En el cielo nublado, un pájaro sucio cruzó el río. Pareció mirarlos por un momento, y se fue perdiendo de vista entre los árboles del bosque de la otra orilla.

     El nuevo cauce corría a través de un cañaveral, y ellos habían encallado en una playa rodeada de riscos. A lo lejos, aguas abajo, vieron las hogueras de los que habían logrado escapar.

     Despertaron muy entrada la mañana, con los cuerpos doloridos. Al mediodía el hombre le ordenó a Zaid:

      -Ve a cazar.

     Pero Zaid no se movió.

     -¡Ve a cazar!- repitió.

     -¿No va a acompañarme?

     -Soy yo el que ordena y pregunta, nieto de Zor el Traidor.

     Entonces el niño se puso en camino hacia el bosque, con una estaca a la que había sacado filo. Comenzó a subir un largo desfiladero, hasta los primeros árboles del bosque. Miró hacia la punta de los árboles, ni siquiera alcanzaba ver el cielo entre el follaje. Sólo se filtraba una luz tenue, manchas blancas cruzadas por las ramas y los otros troncos. El suelo estaba cubierto de ramas y troncos. Unas pocas aves chillaban cuando él pasaba cerca. Se puso a caminar con pasos perdidos. Se sentó a descansar en un claro, apoyó la frente en las manos, y pensó.

     Iba de cacería, pero cómo hacerlo sin experiencia, se preguntaba. Su padre no había podido enseñarle todo lo necesario. Recordó cuando Tol le había hablado de ir a cazar juntos.

     -Será el día en que tengas la altura de mi pecho- le había dicho, y luego señaló el sexo del niño.

     Para Zaid serían dos comienzos: el de la primera cacería, y la noche en que conocería a la primera mujer. Pero nada de esto sucedió, el volcán se había inerpuesto para vengar el desafío de su abuelo.

     El viejo tiene la culpa.

     Lo único que halló y pudo atrapar fueron tortugas y perdices. Encontró aves muertas y también las puso en la bolsa. Cualquier cosa servía, porque no olvidaba a los niños de la balsa. Regresó con la insistente idea de huir.

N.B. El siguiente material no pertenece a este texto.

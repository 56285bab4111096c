// Signature normalization: a source function -> canonical call shape.

use std::collections::HashSet;

use crate::diagnostics::DiagnosticKind;
use crate::naming::param_name;
use crate::schema::{Function, TypeRef};

/// How the callee reports its results.
#[derive(Debug, Clone, PartialEq, Eq)]
pub enum ResultShape<T> {
    /// No results.
    Void,
    /// One non-error result.
    Value(T),
    /// A single `error` result: boolean-success convention, no value.
    Fallible,
    /// A value followed by an `error`.
    FallibleValue(T),
}

impl<T> ResultShape<T> {
    pub fn is_fallible(&self) -> bool {
        matches!(self, ResultShape::Fallible | ResultShape::FallibleValue(_))
    }

    pub fn value(&self) -> Option<&T> {
        match self {
            ResultShape::Value(t) | ResultShape::FallibleValue(t) => Some(t),
            ResultShape::Void | ResultShape::Fallible => None,
        }
    }

    pub fn try_map<U, E>(self, f: impl FnOnce(T) -> Result<U, E>) -> Result<ResultShape<U>, E> {
        Ok(match self {
            ResultShape::Void => ResultShape::Void,
            ResultShape::Fallible => ResultShape::Fallible,
            ResultShape::Value(t) => ResultShape::Value(f(t)?),
            ResultShape::FallibleValue(t) => ResultShape::FallibleValue(f(t)?),
        })
    }
}

/// A parameter with its generated name.
#[derive(Debug, Clone, PartialEq, Eq)]
pub struct ShapeParam<T> {
    pub name: String,
    pub ty: T,
}

/// Canonical form of a signature, before type mapping.
#[derive(Debug, Clone, PartialEq, Eq)]
pub struct CallShape {
    pub params: Vec<ShapeParam<TypeRef>>,
    pub result: ResultShape<TypeRef>,
}

/// Normalize a function's parameters and results.
pub fn normalize(func: &Function) -> Result<CallShape, DiagnosticKind> {
    // Distinct source names can collapse to one Rust name (`x` and `X`);
    // later ones fall back to `p<i>`, which no kept name can take.
    let mut taken = HashSet::new();
    let params = func
        .params
        .iter()
        .enumerate()
        .map(|(i, p)| {
            let mut name = param_name(i, &p.name);
            if !taken.insert(name.clone()) {
                name = format!("p{i}");
                taken.insert(name.clone());
            }
            ShapeParam {
                name,
                ty: p.ty.clone(),
            }
        })
        .collect();

    let result = match func.results.as_slice() {
        [] => ResultShape::Void,
        [only] if only.ty.is_error() => ResultShape::Fallible,
        [only] => ResultShape::Value(only.ty.clone()),
        // A leading error is left to the type mapper, which rejects it as a
        // value type.
        [value, err] if err.ty.is_error() => ResultShape::FallibleValue(value.ty.clone()),
        [_, second] => return Err(DiagnosticKind::ResultNotError(second.ty.to_string())),
        more => return Err(DiagnosticKind::TooManyResults(more.len())),
    };

    Ok(CallShape { params, result })
}

#[cfg(test)]
mod tests {
    use super::*;

    fn func(params: &[(&str, &str)], results: &[&str]) -> Function {
        let json = serde_json::json!({
            "name": "F",
            "params": params.iter().map(|(n, t)| serde_json::json!({"name": n, "type": t})).collect::<Vec<_>>(),
            "results": results.iter().map(|t| serde_json::json!({"type": t})).collect::<Vec<_>>(),
        });
        serde_json::from_value(json).unwrap()
    }

    #[test]
    fn result_shapes() {
        assert_eq!(normalize(&func(&[], &[])).unwrap().result, ResultShape::Void);
        assert_eq!(
            normalize(&func(&[], &["int64"])).unwrap().result,
            ResultShape::Value("int64".parse().unwrap())
        );
        assert_eq!(normalize(&func(&[], &["error"])).unwrap().result, ResultShape::Fallible);
        assert_eq!(
            normalize(&func(&[], &["string", "error"])).unwrap().result,
            ResultShape::FallibleValue("string".parse().unwrap())
        );
    }

    #[test]
    fn three_results_are_rejected() {
        assert_eq!(
            normalize(&func(&[], &["int", "int", "error"])),
            Err(DiagnosticKind::TooManyResults(3))
        );
    }

    #[test]
    fn second_result_must_be_error() {
        assert_eq!(
            normalize(&func(&[], &["int", "string"])),
            Err(DiagnosticKind::ResultNotError("string".into()))
        );
    }

    #[test]
    fn params_keep_order_and_get_safe_names() {
        let shape = normalize(&func(
            &[("", "int"), ("p0", "int"), ("name", "string"), ("seq_out", "bool"), ("type", "int")],
            &[],
        ))
        .unwrap();
        let names: Vec<&str> = shape.params.iter().map(|p| p.name.as_str()).collect();
        assert_eq!(names, ["p0", "p1", "name", "p3", "r#type"]);
        assert_eq!(shape.params[2].ty, "string".parse().unwrap());
    }

    #[test]
    fn colliding_param_names_are_made_distinct() {
        let names = |params: &[(&str, &str)]| -> Vec<String> {
            normalize(&func(params, &[]))
                .unwrap()
                .params
                .into_iter()
                .map(|p| p.name)
                .collect()
        };
        assert_eq!(names(&[("x", "int64"), ("X", "int64")]), ["x", "p1"]);
        assert_eq!(names(&[("", "int64"), ("P0", "int64")]), ["p0", "p1"]);
        assert_eq!(names(&[("self", "int"), ("self_", "int")]), ["self_", "p1"]);
        assert_eq!(names(&[("aB", "int"), ("a_b", "int"), ("AB", "int")]), ["a_b", "p1", "ab"]);
    }

    #[test]
    fn fallible_helpers() {
        let shape: ResultShape<u8> = ResultShape::FallibleValue(1);
        assert!(shape.is_fallible());
        assert_eq!(shape.value(), Some(&1));
        let mapped = shape.try_map(|v| Ok::<_, ()>(v + 1)).unwrap();
        assert_eq!(mapped, ResultShape::FallibleValue(2));
        assert!(!ResultShape::<u8>::Void.is_fallible());
    }
}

     Pero la desobediencia me ata al pueblo. Sombras unidas con fuerza. Líneas de brazos y hombros que terminan en el cuerpo de Reynod, tan grande, que ya no es un hombre sino un monstruo con la figura de los dioses.

     El hombre revisó la bolsa cuando él regresó. Su rostro no mostraba conformidad, pero no se lo recriminó. Se pusieron a trozar la carne, mientras el anciano permanecía siempre callado.

     -Enciende una fogata para espantar a los animales. Están tan hambrientos que saldrán del bosque para atacarnos.

     Zaid juntó unas ramas y raspó una roca con otra para encender el fuego. Miraba al hombre con  furia mal disimulada.

     -Esos ojos son los de tu abuelo-lo oyó decir - rebeldes y desobedientes. Todos ustedes llevan la misma maldición en la sangre. Voy a contarte la historia de mi padre, para que entiendas que tu esclavitud es razonable y perdonada por los dioses. Lo llamaban Markus de los Ojos Claros...


     Le habló de cuando fue abandonado en el bosque por Zor. Varios soles después, lo habían hallado desangrado y con un pie convertido en una masa de carne muerta cubierta de hormigas. Las aves de rapiña habían formado un círculo alrededor, pendientes a que él dejase de arrojarles guijarros y finalmente se durmiese. Cuando los hombres del pueblo llegaron a rescatarlo, una nube de moscas se levantó de la pierna carcomida.    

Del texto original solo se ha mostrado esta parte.